After earning so much goodwill in Season 2, Gotham has regressed again with its Season 3 opener. Following the monster breakout from Arkham in the previous finale, where all sorts of conveniently non-descript creatures escaped from the asylum, Evil Bruce Wayne (Hush?) is on the loose, and although we’re sure he’s evil, we’re not sure how evil…yet.
It’s a weird storyline to kind of spring on everyone in addition to everything else that’s going on. It gets to a point where pretty much everyone is reduced to a gimmick. Gordon is dealing with a terrible breakup with Lee (I appreciate the attempt at an unkempt Ben McKenzie, but it’s pretty much impossible), capped off by an almost dreamlike sequence where he sees her enthralled with her new beau.

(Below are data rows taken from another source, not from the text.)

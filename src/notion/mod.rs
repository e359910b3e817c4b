// Notion loader
// Pulls every page of a Notion database as a document for the notes bot

#[cfg(test)]
mod tests;

use serde::Deserialize;
use serde::de::DeserializeOwned;
use serde_json::{Value, json};
use std::collections::HashMap;
use std::time::Duration;
use tracing::{debug, error, info};
use url::Url;

use crate::config::NotesConfig;
use crate::extractor::Document;
use crate::provider::{ProviderError, build_agent, parse_base_url};

const NOTION_VERSION: &str = "2022-06-28";
const PAGE_SIZE: u32 = 100;

/// A database row: its page id and title
#[derive(Debug, Clone, PartialEq, Eq)]
pub struct NotionPage {
    pub id: String,
    pub title: String,
}

#[derive(Debug, Deserialize)]
struct QueryResponse {
    results: Vec<PageObject>,
    #[serde(default)]
    has_more: bool,
    next_cursor: Option<String>,
}

#[derive(Debug, Deserialize)]
struct PageObject {
    id: String,
    #[serde(default)]
    properties: HashMap<String, PropertyValue>,
}

#[derive(Debug, Deserialize)]
struct PropertyValue {
    #[serde(rename = "type")]
    kind: String,
    #[serde(default)]
    title: Vec<RichText>,
}

#[derive(Debug, Deserialize)]
struct RichText {
    #[serde(default)]
    plain_text: String,
}

#[derive(Debug, Deserialize)]
struct BlockList {
    results: Vec<Value>,
    #[serde(default)]
    has_more: bool,
    next_cursor: Option<String>,
}

impl PageObject {
    fn title(&self) -> Option<String> {
        self.properties
            .values()
            .find(|property| property.kind == "title")
            .map(|property| {
                property
                    .title
                    .iter()
                    .map(|t| t.plain_text.as_str())
                    .collect::<String>()
            })
            .filter(|title| !title.trim().is_empty())
    }
}

/// Text of one block, from the `rich_text` of its type-specific payload
fn block_text(block: &Value) -> Option<String> {
    let kind = block.get("type")?.as_str()?;
    let rich_text = block.get(kind)?.get("rich_text")?.as_array()?;
    let text: String = rich_text
        .iter()
        .filter_map(|t| t.get("plain_text").and_then(Value::as_str))
        .collect();
    (!text.is_empty()).then_some(text)
}

/// Id of a block whose children must be fetched separately
fn nested_block_id(block: &Value) -> Option<&str> {
    if block.get("has_children").and_then(Value::as_bool) != Some(true) {
        return None;
    }
    block.get("id")?.as_str()
}

#[derive(Debug, Clone)]
pub struct NotionClient {
    api_base: Url,
    token: String,
    agent: ureq::Agent,
}

impl NotionClient {
    /// Create a client, reading the integration token from the environment
    #[inline]
    pub fn new(config: &NotesConfig) -> Result<Self, ProviderError> {
        let token = config.token()?;
        Self::with_token(config, token)
    }

    #[inline]
    pub fn with_token(config: &NotesConfig, token: impl Into<String>) -> Result<Self, ProviderError> {
        Ok(Self {
            api_base: parse_base_url(&config.api_base)?,
            token: token.into(),
            agent: build_agent(Some(Duration::from_secs(config.request_timeout_secs))),
        })
    }

    fn endpoint(&self, path: &str) -> Result<Url, ProviderError> {
        self.api_base
            .join(path)
            .map_err(|e| ProviderError::InvalidResponse(format!("invalid endpoint: {}", e)))
    }

    fn read<R: DeserializeOwned>(
        &self,
        url: &Url,
        result: Result<String, ureq::Error>,
    ) -> Result<R, ProviderError> {
        let body = result.map_err(|e| {
            error!("Notion request to {} failed: {}", url, e);
            ProviderError::from(e)
        })?;
        serde_json::from_str(&body)
            .map_err(|e| ProviderError::InvalidResponse(format!("{}: {}", url.path(), e)))
    }

    fn post<R: DeserializeOwned>(&self, url: &Url, body: &Value) -> Result<R, ProviderError> {
        debug!("POST {}", url);
        let result = self
            .agent
            .post(url.as_str())
            .header("Authorization", format!("Bearer {}", self.token))
            .header("Notion-Version", NOTION_VERSION)
            .header("Content-Type", "application/json")
            .send(&body.to_string())
            .and_then(|mut resp| resp.body_mut().read_to_string());
        self.read(url, result)
    }

    fn get<R: DeserializeOwned>(&self, url: &Url) -> Result<R, ProviderError> {
        debug!("GET {}", url);
        let result = self
            .agent
            .get(url.as_str())
            .header("Authorization", format!("Bearer {}", self.token))
            .header("Notion-Version", NOTION_VERSION)
            .call()
            .and_then(|mut resp| resp.body_mut().read_to_string());
        self.read(url, result)
    }

    /// Every page in the database, following pagination to the end
    #[inline]
    pub fn query_database(&self, database_id: &str) -> Result<Vec<NotionPage>, ProviderError> {
        let url = self.endpoint(&format!("v1/databases/{}/query", database_id))?;
        let mut pages = Vec::new();
        let mut cursor: Option<String> = None;

        loop {
            let mut body = json!({ "page_size": PAGE_SIZE });
            if let Some(cursor) = &cursor {
                body["start_cursor"] = json!(cursor);
            }

            let response: QueryResponse = self.post(&url, &body)?;
            pages.extend(response.results.into_iter().map(|page| NotionPage {
                title: page.title().unwrap_or_else(|| page.id.clone()),
                id: page.id,
            }));

            match response.next_cursor {
                Some(next) if response.has_more => cursor = Some(next),
                _ => break,
            }
        }

        info!("Found {} pages in Notion database", pages.len());
        Ok(pages)
    }

    /// Plain text of a page, one line per block. Children of nested blocks
    /// follow their parent, indented by one tab per level.
    #[inline]
    pub fn page_text(&self, page_id: &str) -> Result<String, ProviderError> {
        Ok(self.block_lines(page_id, 0)?.join("\n"))
    }

    fn block_lines(&self, block_id: &str, depth: usize) -> Result<Vec<String>, ProviderError> {
        let mut lines = Vec::new();
        let mut cursor: Option<String> = None;

        loop {
            let mut url = self.endpoint(&format!("v1/blocks/{}/children", block_id))?;
            {
                let mut query = url.query_pairs_mut();
                query.append_pair("page_size", &PAGE_SIZE.to_string());
                if let Some(cursor) = &cursor {
                    query.append_pair("start_cursor", cursor);
                }
            }

            let response: BlockList = self.get(&url)?;
            for block in &response.results {
                if let Some(text) = block_text(block) {
                    lines.push(format!("{}{}", "\t".repeat(depth), text));
                }
                if let Some(child_id) = nested_block_id(block) {
                    lines.extend(self.block_lines(child_id, depth + 1)?);
                }
            }

            match response.next_cursor {
                Some(next) if response.has_more => cursor = Some(next),
                _ => break,
            }
        }

        Ok(lines)
    }

    /// Load every page of the database as a single-page document named by its title
    #[inline]
    pub fn load_documents(&self, database_id: &str) -> Result<Vec<Document>, ProviderError> {
        self.query_database(database_id)?
            .into_iter()
            .map(|page| {
                let text = self.page_text(&page.id)?;
                debug!("Loaded page '{}' ({} chars)", page.title, text.len());
                Ok(Document::from_pages(page.title, [text]))
            })
            .collect()
    }
}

It’s still better than Season 1 Barbara drama, but not by much. We get it, Jim is being pushed even further to the edge of Gotham City’s seedy underbelly, but we saw so much of that from the very first episode that it’s lost its draw. Plus, that angle plays better off of Penguin anyway, compliments of the wonderful Robin Lord Taylor.
The kids’ narratives, as usual, are cringe worthy. We barely know anything compelling about Ivy, yet she gets a five minute scene that basically just serves to add depth to Selena’s character, playing off of undertones we’ve already seen with Bruce last season. Or, we would think that, if the network didn’t hype up and sell us an “older” Ivy, whose powers may or may not be a little too wild for this universe.
There are flashes of hope, though. Gotham showrunners have found their stride at this point in terms of balancing the right amount of camp and source material. Seeing Lucius Fox quit Wayne Enterprises and reluctantly join the GCPD? Great. That scene between Riddler and Penguin, where the latter is asking if the former has received his care packages before sharing a relevant and oddly touching anecdote? Stellar. It reminds me of the best parts of Season 2 and brings a smile to my face that the two of them are still in contact.
But one step forward, two steps back. My reaction to the brisk use of Batman’s rogue gallery has been mostly pure confusion. Am I supposed to buy into Killer Croc now after basically no fanfare? Was that indeed Killer Croc that was robbing the pharmacy at the start of the season opener? The new take on Vicki Vale is fine, but I just hope we’re not going to get half an episode of Two Face after scattered Harvey Dent appearances. There’s so much rich material to draw from, it would be a shame to see a continued use of amalgamations and teasing for villains that never actually appear or make any impact on the story.
Because really, Bruno Heller and crew showed their hand with the last run, appropriately titled “Wrath of the Villains.” Those are the roles that they’re more interesting in, and those are the most developed cast members. It’s an odd show in that any given moment, I can look at what the writers or the cast are trying to do, and see that the two just don’t gel well. Doubling down on Fish Mooney is a pretty risky move given her polarizing appearances, for starters. Don’t get me wrong – I adore Jada Smith and her channeling of Eartha Kitt for the role (pairing her up with Catwoman is a good, subtle little thing.) Yet they consistently write that character into a corner, before literally writing her off completely for three quarters of a season.
Which brings me to my next point – where Gotham is going with Season 3 isn’t exactly promising. We could see a quick, pointed resolution to many of these and the ship could be righted in just several episodes. Or, we could get more drip-fed Court of Owls (which I’m really hoping they don’t screw this up after the fantastic comic series), or more Fish Mooney than Penguin this season.
What they really need to do is cut down the characters. Barbara has a crew, Mooney has a crew, Penguin has a crew – it’s too much. We’re supposed to care about everyone, but there’s no fathomable way we can fit them in our hearts when there’s so much corner-cutting. Just resolve the loose ends, focus on the Court of Owls, and be done with it. While the pre-Batman Bruce doesn’t offer up a lot of options for some of the more mature storylines involving direct conflict with the Wayne estate, there are ways to do it. The Court is one of the greatest Batman stories ever told, and if they can concentrate on the conflict within Bruce, they might actually sell me on Evil Bruce just to see more David Mazouz.
I think we’re all past the “it’s not actually Batman!” rhetoric. I just hope Gotham actually figures out what it wants to be. At least Michael Chiklis is back to play “Good Vic Mackey.”